The shortage of jobs continues to be the biggest challenge facing this government. Having misled the public (and probably itself) on the creation of jobs through “Mudra loans” for over three-and-a-half years, Modi finally acknowledged the need to do something about it by constituting an ‘Economic Council’ in January of this year. The Council is yet to provide a solution.

To say that the situation is dire is no exaggeration. According to a McKinsey report, even when India’s GDP grew over seven per cent per annum during 2013-15, job growth was only 1.7 per cent.


Unemployment now stands at 40 million or four crore.

NSDC Data (2018) 

  • 10 lakh look for jobs every month.
  • 12 million or 1.2 crore look for jobs every year.
  • 500 million is the total workforce—50 per cent in Agriculture (four per cent have vocational skill or training).
  • In 2015, six crore registered their names in 997 employment exchanges.

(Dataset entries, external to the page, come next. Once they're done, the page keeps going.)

//! PostgreSQL member store using diesel_async.
//!
//! Filters are applied as successive `filter` calls on a boxed
//! `member LEFT JOIN team` query, one per clause, which diesel ANDs together.

use bigdecimal::{BigDecimal, ToPrimitive};
use diesel::dsl::{IntoBoxed, LeftJoin, avg, count_star, max, min, sum};
use diesel::pg::Pg;
use diesel::prelude::*;
use diesel_async::scoped_futures::ScopedFutureExt;
use diesel_async::{AsyncConnection, RunQueryDsl};

use crate::db::AsyncDbPool;
use crate::error::{AppError, AppResult, DatabaseErrorConverter};
use crate::models::{
    AgeSummary, Member, MemberTeamDto, MemberTeamRow, NewMember, NewTeam, Team, TeamAgeAverage,
};
use crate::query::{Clause, MemberFilter, PageRequest};
use crate::repositories::MemberStore;
use crate::schema::{member, team};

type MemberTeamQuery<'a> = IntoBoxed<'a, LeftJoin<member::table, team::table>, Pg>;

/// Member store holding an async connection pool.
///
/// Since `AsyncDbPool` (bb8::Pool) internally uses `Arc`, cloning is cheap.
#[derive(Clone)]
pub struct MemberRepository {
    pool: AsyncDbPool,
}

impl MemberRepository {
    /// Creates a new MemberRepository with the given connection pool.
    pub fn new(pool: AsyncDbPool) -> Self {
        Self { pool }
    }

    /// Builds the joined query with one `WHERE` term per clause.
    fn filtered(filter: &MemberFilter) -> MemberTeamQuery<'static> {
        let query: MemberTeamQuery<'static> = member::table.left_join(team::table).into_boxed();

        filter
            .clauses()
            .iter()
            .fold(query, |query, clause| match clause {
                Clause::UsernameEq(username) => query.filter(member::username.eq(username.clone())),
                Clause::TeamNameEq(name) => query.filter(team::name.eq(name.clone())),
                Clause::AgeEq(age) => query.filter(member::age.eq(*age)),
                Clause::AgeGoe(age) => query.filter(member::age.ge(*age)),
                Clause::AgeLoe(age) => query.filter(member::age.le(*age)),
                Clause::AgeLt(age) => query.filter(member::age.lt(*age)),
            })
    }

    fn convert(operation: &'static str) -> impl Fn(diesel::result::Error) -> AppError {
        move |e| DatabaseErrorConverter::convert_diesel_error(e, operation)
    }
}

#[async_trait::async_trait]
impl MemberStore for MemberRepository {
    async fn insert_team(&self, new_team: NewTeam) -> AppResult<Team> {
        let mut conn = self.pool.get().await.map_err(AppError::connection_pool)?;

        diesel::insert_into(team::table)
            .values(&new_team)
            .returning(Team::as_returning())
            .get_result(&mut conn)
            .await
            .map_err(Self::convert("insert team"))
    }

    async fn insert_member(&self, new_member: NewMember) -> AppResult<Member> {
        let mut conn = self.pool.get().await.map_err(AppError::connection_pool)?;

        diesel::insert_into(member::table)
            .values(&new_member)
            .returning(Member::as_returning())
            .get_result(&mut conn)
            .await
            .map_err(Self::convert("insert member"))
    }

    async fn fetch(
        &self,
        filter: &MemberFilter,
        page: Option<PageRequest>,
    ) -> AppResult<Vec<MemberTeamDto>> {
        let mut conn = self.pool.get().await.map_err(AppError::connection_pool)?;

        let mut query = Self::filtered(filter)
            .select((
                member::id,
                member::username,
                member::age,
                team::id.nullable(),
                team::name.nullable(),
            ))
            .order(member::id.asc());
        if let Some(page) = page {
            query = query.offset(page.offset()).limit(page.limit());
        }

        tracing::debug!(filter = %filter, ?page, "fetching members");
        let rows = query
            .load::<MemberTeamRow>(&mut conn)
            .await
            .map_err(Self::convert("fetch members"))?;

        Ok(rows.into_iter().map(MemberTeamDto::from_row).collect())
    }

    async fn count(&self, filter: &MemberFilter) -> AppResult<i64> {
        let mut conn = self.pool.get().await.map_err(AppError::connection_pool)?;

        tracing::debug!(filter = %filter, "counting members");
        Self::filtered(filter)
            .count()
            .get_result::<i64>(&mut conn)
            .await
            .map_err(Self::convert("count members"))
    }

    async fn update_username(&self, filter: &MemberFilter, username: &str) -> AppResult<usize> {
        let mut conn = self.pool.get().await.map_err(AppError::connection_pool)?;
        let ids = Self::filtered(filter).select(member::id);
        let username = username.to_string();

        conn.transaction::<usize, diesel::result::Error, _>(|conn| {
            async move {
                let ids: Vec<i64> = ids.load(conn).await?;
                diesel::update(member::table.filter(member::id.eq_any(ids)))
                    .set(member::username.eq(username))
                    .execute(conn)
                    .await
            }
            .scope_boxed()
        })
        .await
        .map_err(Self::convert("bulk update username"))
    }

    async fn add_age(&self, filter: &MemberFilter, delta: i32) -> AppResult<usize> {
        let mut conn = self.pool.get().await.map_err(AppError::connection_pool)?;
        let ids = Self::filtered(filter).select(member::id);

        conn.transaction::<usize, diesel::result::Error, _>(|conn| {
            async move {
                let ids: Vec<i64> = ids.load(conn).await?;
                diesel::update(member::table.filter(member::id.eq_any(ids)))
                    .set(member::age.eq(member::age + delta))
                    .execute(conn)
                    .await
            }
            .scope_boxed()
        })
        .await
        .map_err(Self::convert("bulk add age"))
    }

    async fn delete(&self, filter: &MemberFilter) -> AppResult<usize> {
        let mut conn = self.pool.get().await.map_err(AppError::connection_pool)?;
        let ids = Self::filtered(filter).select(member::id);

        conn.transaction::<usize, diesel::result::Error, _>(|conn| {
            async move {
                let ids: Vec<i64> = ids.load(conn).await?;
                diesel::delete(member::table.filter(member::id.eq_any(ids)))
                    .execute(conn)
                    .await
            }
            .scope_boxed()
        })
        .await
        .map_err(Self::convert("bulk delete members"))
    }

    async fn age_summary(&self, filter: &MemberFilter) -> AppResult<AgeSummary> {
        let mut conn = self.pool.get().await.map_err(AppError::connection_pool)?;

        let (count, total, average, oldest, youngest) = Self::filtered(filter)
            .select((
                count_star(),
                sum(member::age),
                avg(member::age),
                max(member::age),
                min(member::age),
            ))
            .get_result::<(i64, Option<i64>, Option<BigDecimal>, Option<i32>, Option<i32>)>(
                &mut conn,
            )
            .await
            .map_err(Self::convert("summarize member ages"))?;

        Ok(AgeSummary {
            count,
            sum: total,
            average: average.and_then(|value| value.to_f64()),
            max: oldest,
            min: youngest,
        })
    }

    async fn team_age_averages(&self) -> AppResult<Vec<TeamAgeAverage>> {
        let mut conn = self.pool.get().await.map_err(AppError::connection_pool)?;

        let rows = member::table
            .inner_join(team::table)
            .group_by(team::name)
            .select((team::name, avg(member::age)))
            .order(team::name.asc())
            .load::<(String, Option<BigDecimal>)>(&mut conn)
            .await
            .map_err(Self::convert("average age by team"))?;

        Ok(rows
            .into_iter()
            .filter_map(|(team_name, average)| {
                average
                    .and_then(|value| value.to_f64())
                    .map(|average_age| TeamAgeAverage {
                        team_name,
                        average_age,
                    })
            })
            .collect())
    }
}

There was only one per cent placement.


A Comparison with China 

The Ministry of Human Resources and Social Security said in a statement that 10.97 million new jobs had been created in China from January to September this year, a growth of 300,000 compared to the previous year.

“We need to create 15 million jobs per year,” a leading Chinese official said, singling out China’s more than eight million new university graduates that enter the job market each year as one group in need of additional employment

Present Job Scenario in India 

1. UP—23 lakh applied for 368 jobs of peon.

2. West Bengal—25 lakh applied for 6000 Group ‘D’ jobs.

3. Railways—five crore applied for 90,000 jobs.

4. Maharashtra—two lakhs applied for 1000 vacancies for constables.

5. Kanpur Municipal Corporation was flooded with seven lakh applications for 3275 safai karamchari vacancies; five lakh of them were graduates and post-graduates.

6. The railways got two crore applications for less than one lakh lower level Group ‘C’ and ‘D’ jobs.


The Report focuses on employment against the backdrop of Prime Minister Narendra Modi’s promise to create twocrore jobs a year, pointing out thatonly 1.5 lakh jobs were offered in 2016. It says there has been a steady fall in job creation since 2010, coming down by 90 per cent in 2016.

Skill India Status Report

Skill India mission has the aim of giving as many as 2.4 million young Indians industry-oriented training

Pradhan Mantri Kaushal Vikas Yojana (PMKVY 2015) is struggling to achieve end results. Data for the PMKVY scheme until the first week of July 2017 reveals that out of a total 30.67 lakh candidates, who had been trainedor were undergoing training across the country, less than a tenth or 82,000 had received placement offers.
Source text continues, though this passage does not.